- Required action -
Repeat the entries below exactly, missing none.

++++ Extracted entries ++++

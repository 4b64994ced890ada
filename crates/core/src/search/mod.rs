//! Scene search.
//!
//! The lifecycle only needs scenes with their properties; how they are found is behind
//! the `Searcher` trait. `PlanetSearcher` is the provider's quick-search adapter.

mod planet;
mod types;

pub use planet::PlanetSearcher;
pub use types::{Scene, SceneProperties, SearchError, SearchQuery, Searcher, WorkItem};
//! Asset downloader.
//!
//! Re-checks the asset status, streams the file behind the reported location to
//! `{dest}.part`, verifies the MD5 digest when one is reported, and renames the
//! partial file into place. A failed download leaves no file at `dest`.

mod asset_downloader;
mod config;
mod error;

pub use asset_downloader::{AssetDownloader, DownloadOutcome};
pub use config::DownloadConfig;
pub use error::DownloadError;
//! Drives one asset from inactive to active.

use std::time::Duration;

use tokio::time::Instant;
use tracing::{info, warn};

use crate::http::{HttpRequest, RetryingClient};
use crate::ledger::AssetKey;
use crate::metrics;
use crate::provider::ProviderClient;

use super::config::ActivationConfig;
use super::ActivationError;

/// Accepted activation responses: 202 while activating, 204 when already active.
const ACTIVATION_ACCEPTED: [u16; 2] = [202, 204];

/// Requests activation and waits for the provider to report the asset active.
///
/// Outcomes are returned to the caller; the activator never touches the ledger.
#[derive(Clone)]
pub struct AssetActivator {
    http: RetryingClient,
    provider: ProviderClient,
    config: ActivationConfig,
    request_timeout: Duration,
}

impl AssetActivator {
    pub fn new(
        http: RetryingClient,
        provider: ProviderClient,
        config: ActivationConfig,
        request_timeout: Duration,
    ) -> Self {
        Self {
            http,
            provider,
            config,
            request_timeout,
        }
    }

    /// POSTs the activate link.
    ///
    /// Repeating an activation request is a no-op on the provider side, so the POST is
    /// retried like a safe call.
    pub async fn request_activation(
        &self,
        key: &AssetKey,
        activate_link: &str,
    ) -> Result<(), ActivationError> {
        info!(key = %key, url = %activate_link, "Requesting asset activation");

        let request = HttpRequest::post(activate_link)
            .with_timeout(self.request_timeout)
            .accepting(&ACTIVATION_ACCEPTED);

        match self.http.execute(&request).await {
            Ok(response) => {
                info!(key = %key, status = response.status, "Asset activation request successful");
                metrics::ACTIVATION_REQUESTS
                    .with_label_values(&["success"])
                    .inc();
                Ok(())
            }
            Err(e) => {
                metrics::ACTIVATION_REQUESTS
                    .with_label_values(&["failed"])
                    .inc();
                Err(ActivationError::RequestFailed(e))
            }
        }
    }

    /// Polls the self link until the asset is active.
    ///
    /// Fails when the poll timeout elapses or a status check exhausts its retries.
    /// Between checks this sleeps a fixed interval; there is no adaptive backoff.
    pub async fn poll_until_active(
        &self,
        key: &AssetKey,
        self_link: &str,
    ) -> Result<(), ActivationError> {
        info!(key = %key, "Waiting for asset activation");
        let timeout = self.config.poll_timeout();
        let started = Instant::now();

        loop {
            if started.elapsed() >= timeout {
                warn!(key = %key, "Asset activation timed out after {} seconds", timeout.as_secs());
                metrics::ACTIVATION_POLLS
                    .with_label_values(&["timed_out"])
                    .inc();
                return Err(ActivationError::TimedOut {
                    key: key.to_string(),
                    waited: timeout,
                });
            }

            let status = match self.provider.asset_status(self_link).await {
                Ok(status) => status,
                Err(e) => {
                    metrics::ACTIVATION_POLLS
                        .with_label_values(&["failed"])
                        .inc();
                    return Err(ActivationError::StatusCheckFailed(e));
                }
            };

            if status.is_active() {
                info!(key = %key, "Asset is now active and ready for download");
                metrics::ACTIVATION_POLLS
                    .with_label_values(&["active"])
                    .inc();
                return Ok(());
            }

            info!(key = %key, status = %status.status, "Asset not active yet, waiting");
            tokio::time::sleep(self.config.poll_interval()).await;
        }
    }
}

++++

- Written answer -
repository 4b64994ced890ada
filename crates/core/src/search/mod.rs
//! Scene search.
//!
//! The lifecycle only needs scenes with their properties; how they are found is behind
//! the `Searcher` trait. `PlanetSearcher` is the provider's quick-search adapter.

mod planet;
mod types;

pub use planet::PlanetSearcher;
pub use types::{Scene, SceneProperties, SearchError, SearchQuery, Searcher, WorkItem};
//! Asset downloader.
//!
//! Re-checks the asset status, streams the file behind the reported location to
//! `{dest}.part`, verifies the MD5 digest when one is reported, and renames the
//! partial file into place. A failed download leaves no file at `dest`.

mod asset_downloader;
mod config;
mod error;

pub use asset_downloader::{AssetDownloader, DownloadOutcome};
pub use config::DownloadConfig;
pub use error::DownloadError;
//! Drives one asset from inactive to active.

use std::time::Duration;

use tokio::time::Instant;
use tracing::{info, warn};

use crate::http::{HttpRequest, RetryingClient};
use crate::ledger::AssetKey;
use crate::metrics;
use crate::provider::ProviderClient;

use super::config::ActivationConfig;
use super::ActivationError;

/// Accepted activation responses: 202 while activating, 204 when already active.
const ACTIVATION_ACCEPTED: [u16; 2] = [202, 204];

/// Requests activation and waits for the provider to report the asset active.
///
/// Outcomes are returned to the caller; the activator never touches the ledger.
#[derive(Clone)]
pub struct AssetActivator {
    http: RetryingClient,
    provider: ProviderClient,
    config: ActivationConfig,
    request_timeout: Duration,
}

impl AssetActivator {
    pub fn new(
        http: RetryingClient,
        provider: ProviderClient,
        config: ActivationConfig,
        request_timeout: Duration,
    ) -> Self {
        Self {
            http,
            provider,
            config,
            request_timeout,
        }
    }

    /// POSTs the activate link.
    ///
    /// Repeating an activation request is a no-op on the provider side, so the POST is
    /// retried like a safe call.
    pub async fn request_activation(
        &self,
        key: &AssetKey,
        activate_link: &str,
    ) -> Result<(), ActivationError> {
        info!(key = %key, url = %activate_link, "Requesting asset activation");

        let request = HttpRequest::post(activate_link)
            .with_timeout(self.request_timeout)
            .accepting(&ACTIVATION_ACCEPTED);

        match self.http.execute(&request).await {
            Ok(response) => {
                info!(key = %key, status = response.status, "Asset activation request successful");
                metrics::ACTIVATION_REQUESTS
                    .with_label_values(&["success"])
                    .inc();
                Ok(())
            }
            Err(e) => {
                metrics::ACTIVATION_REQUESTS
                    .with_label_values(&["failed"])
                    .inc();
                Err(ActivationError::RequestFailed(e))
            }
        }
    }

    /// Polls the self link until the asset is active.
    ///
    /// Fails when the poll timeout elapses or a status check exhausts its retries.
    /// Between checks this sleeps a fixed interval; there is no adaptive backoff.
    pub async fn poll_until_active(
        &self,
        key: &AssetKey,
        self_link: &str,
    ) -> Result<(), ActivationError> {
        info!(key = %key, "Waiting for asset activation");
        let timeout = self.config.poll_timeout();
        let started = Instant::now();

        loop {
            if started.elapsed() >= timeout {
                warn!(key = %key, "Asset activation timed out after {} seconds", timeout.as_secs());
                metrics::ACTIVATION_POLLS
                    .with_label_values(&["timed_out"])
                    .inc();
                return Err(ActivationError::TimedOut {
                    key: key.to_string(),
                    waited: timeout,
                });
            }

            let status = match self.provider.asset_status(self_link).await {
                Ok(status) => status,
                Err(e) => {
                    metrics::ACTIVATION_POLLS
                        .with_label_values(&["failed"])
                        .inc();
                    return Err(ActivationError::StatusCheckFailed(e));
                }
            };

            if status.is_active() {
                info!(key = %key, "Asset is now active and ready for download");
                metrics::ACTIVATION_POLLS
                    .with_label_values(&["active"])
                    .inc();
                return Ok(());
            }

            info!(key = %key, status = %status.status, "Asset not active yet, waiting");
            tokio::time::sleep(self.config.poll_interval()).await;
        }
    }
}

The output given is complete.